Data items
»»

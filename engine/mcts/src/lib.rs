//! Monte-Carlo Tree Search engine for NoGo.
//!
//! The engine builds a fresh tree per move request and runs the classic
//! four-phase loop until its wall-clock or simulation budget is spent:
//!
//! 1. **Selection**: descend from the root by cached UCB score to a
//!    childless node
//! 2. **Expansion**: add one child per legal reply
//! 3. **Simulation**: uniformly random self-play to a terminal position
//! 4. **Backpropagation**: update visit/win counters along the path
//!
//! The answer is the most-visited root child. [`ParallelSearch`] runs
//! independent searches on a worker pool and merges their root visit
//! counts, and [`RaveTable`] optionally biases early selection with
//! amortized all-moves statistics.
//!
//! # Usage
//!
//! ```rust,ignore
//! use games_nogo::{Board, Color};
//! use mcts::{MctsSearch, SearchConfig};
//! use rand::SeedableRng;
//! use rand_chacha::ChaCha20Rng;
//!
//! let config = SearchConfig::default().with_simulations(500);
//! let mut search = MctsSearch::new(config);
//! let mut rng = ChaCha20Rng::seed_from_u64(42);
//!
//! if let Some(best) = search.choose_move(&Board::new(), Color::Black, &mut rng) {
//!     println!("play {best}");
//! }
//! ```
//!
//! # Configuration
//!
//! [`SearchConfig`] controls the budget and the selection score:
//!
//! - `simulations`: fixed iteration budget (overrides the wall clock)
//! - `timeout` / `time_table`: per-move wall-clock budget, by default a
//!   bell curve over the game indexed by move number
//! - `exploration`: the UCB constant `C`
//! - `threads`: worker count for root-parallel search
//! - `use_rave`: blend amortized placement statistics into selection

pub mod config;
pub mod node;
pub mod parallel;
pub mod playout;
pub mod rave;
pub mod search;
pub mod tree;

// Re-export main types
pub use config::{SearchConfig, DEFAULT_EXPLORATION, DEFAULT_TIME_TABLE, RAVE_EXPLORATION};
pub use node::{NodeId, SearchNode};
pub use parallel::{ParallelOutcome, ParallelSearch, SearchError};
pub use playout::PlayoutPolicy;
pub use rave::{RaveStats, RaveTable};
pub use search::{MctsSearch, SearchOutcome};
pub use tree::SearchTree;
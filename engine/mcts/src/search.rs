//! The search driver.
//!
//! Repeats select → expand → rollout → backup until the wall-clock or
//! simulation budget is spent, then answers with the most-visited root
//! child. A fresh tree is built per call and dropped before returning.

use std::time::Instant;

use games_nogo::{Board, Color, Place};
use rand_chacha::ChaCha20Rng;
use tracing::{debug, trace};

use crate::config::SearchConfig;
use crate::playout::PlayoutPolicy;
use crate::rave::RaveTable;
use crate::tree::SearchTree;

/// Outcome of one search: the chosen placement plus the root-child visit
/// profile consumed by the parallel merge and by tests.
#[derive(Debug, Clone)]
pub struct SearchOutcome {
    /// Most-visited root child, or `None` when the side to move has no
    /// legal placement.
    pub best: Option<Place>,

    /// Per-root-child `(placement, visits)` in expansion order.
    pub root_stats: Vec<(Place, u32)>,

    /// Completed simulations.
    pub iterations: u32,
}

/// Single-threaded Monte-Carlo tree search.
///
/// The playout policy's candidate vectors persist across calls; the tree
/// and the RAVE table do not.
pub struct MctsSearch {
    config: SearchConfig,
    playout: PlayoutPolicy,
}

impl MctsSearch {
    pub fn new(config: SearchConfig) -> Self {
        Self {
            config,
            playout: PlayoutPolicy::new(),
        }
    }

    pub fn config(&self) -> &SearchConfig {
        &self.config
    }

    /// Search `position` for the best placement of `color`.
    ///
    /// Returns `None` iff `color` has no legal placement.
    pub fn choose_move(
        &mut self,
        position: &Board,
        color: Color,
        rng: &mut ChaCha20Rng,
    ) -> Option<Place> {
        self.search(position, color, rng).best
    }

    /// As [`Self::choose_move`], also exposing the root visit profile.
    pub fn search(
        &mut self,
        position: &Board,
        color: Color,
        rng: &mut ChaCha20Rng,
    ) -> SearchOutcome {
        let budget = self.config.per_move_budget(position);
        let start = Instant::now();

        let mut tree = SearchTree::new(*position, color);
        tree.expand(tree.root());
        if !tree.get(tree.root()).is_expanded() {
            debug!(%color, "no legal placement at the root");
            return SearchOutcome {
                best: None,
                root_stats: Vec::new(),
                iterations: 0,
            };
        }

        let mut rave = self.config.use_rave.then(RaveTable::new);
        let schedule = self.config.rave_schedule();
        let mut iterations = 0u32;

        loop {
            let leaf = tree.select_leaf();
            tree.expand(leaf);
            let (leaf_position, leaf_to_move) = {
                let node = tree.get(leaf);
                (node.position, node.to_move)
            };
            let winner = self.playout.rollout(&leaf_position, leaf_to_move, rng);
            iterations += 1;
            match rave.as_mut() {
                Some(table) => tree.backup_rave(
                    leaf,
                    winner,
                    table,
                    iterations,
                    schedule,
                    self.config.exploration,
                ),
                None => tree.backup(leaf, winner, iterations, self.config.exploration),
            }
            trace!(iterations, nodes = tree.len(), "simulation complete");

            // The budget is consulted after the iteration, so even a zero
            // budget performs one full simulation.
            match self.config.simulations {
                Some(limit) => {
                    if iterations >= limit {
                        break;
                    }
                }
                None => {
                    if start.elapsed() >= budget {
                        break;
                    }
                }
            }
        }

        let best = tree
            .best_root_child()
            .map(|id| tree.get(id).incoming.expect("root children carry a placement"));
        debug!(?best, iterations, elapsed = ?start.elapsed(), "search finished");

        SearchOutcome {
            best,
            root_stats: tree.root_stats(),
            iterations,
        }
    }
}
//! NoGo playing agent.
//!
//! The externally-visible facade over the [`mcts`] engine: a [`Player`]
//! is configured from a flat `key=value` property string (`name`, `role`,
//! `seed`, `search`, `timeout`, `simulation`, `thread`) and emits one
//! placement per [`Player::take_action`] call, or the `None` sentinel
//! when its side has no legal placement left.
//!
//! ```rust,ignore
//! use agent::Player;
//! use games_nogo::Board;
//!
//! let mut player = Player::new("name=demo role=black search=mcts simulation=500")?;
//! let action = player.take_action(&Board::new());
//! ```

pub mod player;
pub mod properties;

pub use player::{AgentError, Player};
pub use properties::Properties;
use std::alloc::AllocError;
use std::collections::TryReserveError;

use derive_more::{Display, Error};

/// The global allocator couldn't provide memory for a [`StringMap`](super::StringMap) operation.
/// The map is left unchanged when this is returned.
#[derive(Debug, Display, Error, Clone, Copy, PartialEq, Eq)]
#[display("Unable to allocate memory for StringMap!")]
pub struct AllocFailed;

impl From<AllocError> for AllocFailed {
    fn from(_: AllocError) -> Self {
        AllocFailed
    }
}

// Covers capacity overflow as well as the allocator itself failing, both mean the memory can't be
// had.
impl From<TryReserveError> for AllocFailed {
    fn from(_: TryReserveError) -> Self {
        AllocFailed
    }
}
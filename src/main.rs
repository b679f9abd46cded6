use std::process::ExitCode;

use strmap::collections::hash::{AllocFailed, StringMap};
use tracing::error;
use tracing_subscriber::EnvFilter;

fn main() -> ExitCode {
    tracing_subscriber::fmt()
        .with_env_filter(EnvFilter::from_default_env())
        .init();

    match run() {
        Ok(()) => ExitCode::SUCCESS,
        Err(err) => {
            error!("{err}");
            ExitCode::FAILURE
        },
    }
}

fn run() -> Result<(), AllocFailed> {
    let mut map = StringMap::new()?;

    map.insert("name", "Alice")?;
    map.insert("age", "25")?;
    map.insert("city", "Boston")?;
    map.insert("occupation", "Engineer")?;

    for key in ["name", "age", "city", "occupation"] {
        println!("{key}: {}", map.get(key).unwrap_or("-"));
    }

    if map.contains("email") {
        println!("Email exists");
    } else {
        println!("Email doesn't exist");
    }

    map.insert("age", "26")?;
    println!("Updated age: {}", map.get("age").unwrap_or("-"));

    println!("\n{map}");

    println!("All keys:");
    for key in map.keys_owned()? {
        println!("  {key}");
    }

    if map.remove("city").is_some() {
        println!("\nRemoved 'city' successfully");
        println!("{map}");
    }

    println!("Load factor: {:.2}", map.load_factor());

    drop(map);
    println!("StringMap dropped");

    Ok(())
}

««

[What you have to do]: Transcribe only the lines from the beginning of the entries to the line with "per legal reply", inclusive, exactly as written.

[Your response]:
filename engine/mcts/src/lib.rs
//! Monte-Carlo Tree Search engine for NoGo.
//!
//! The engine builds a fresh tree per move request and runs the classic
//! four-phase loop until its wall-clock or simulation budget is spent:
//!
//! 1. **Selection**: descend from the root by cached UCB score to a
//!    childless node
//! 2. **Expansion**: add one child per legal reply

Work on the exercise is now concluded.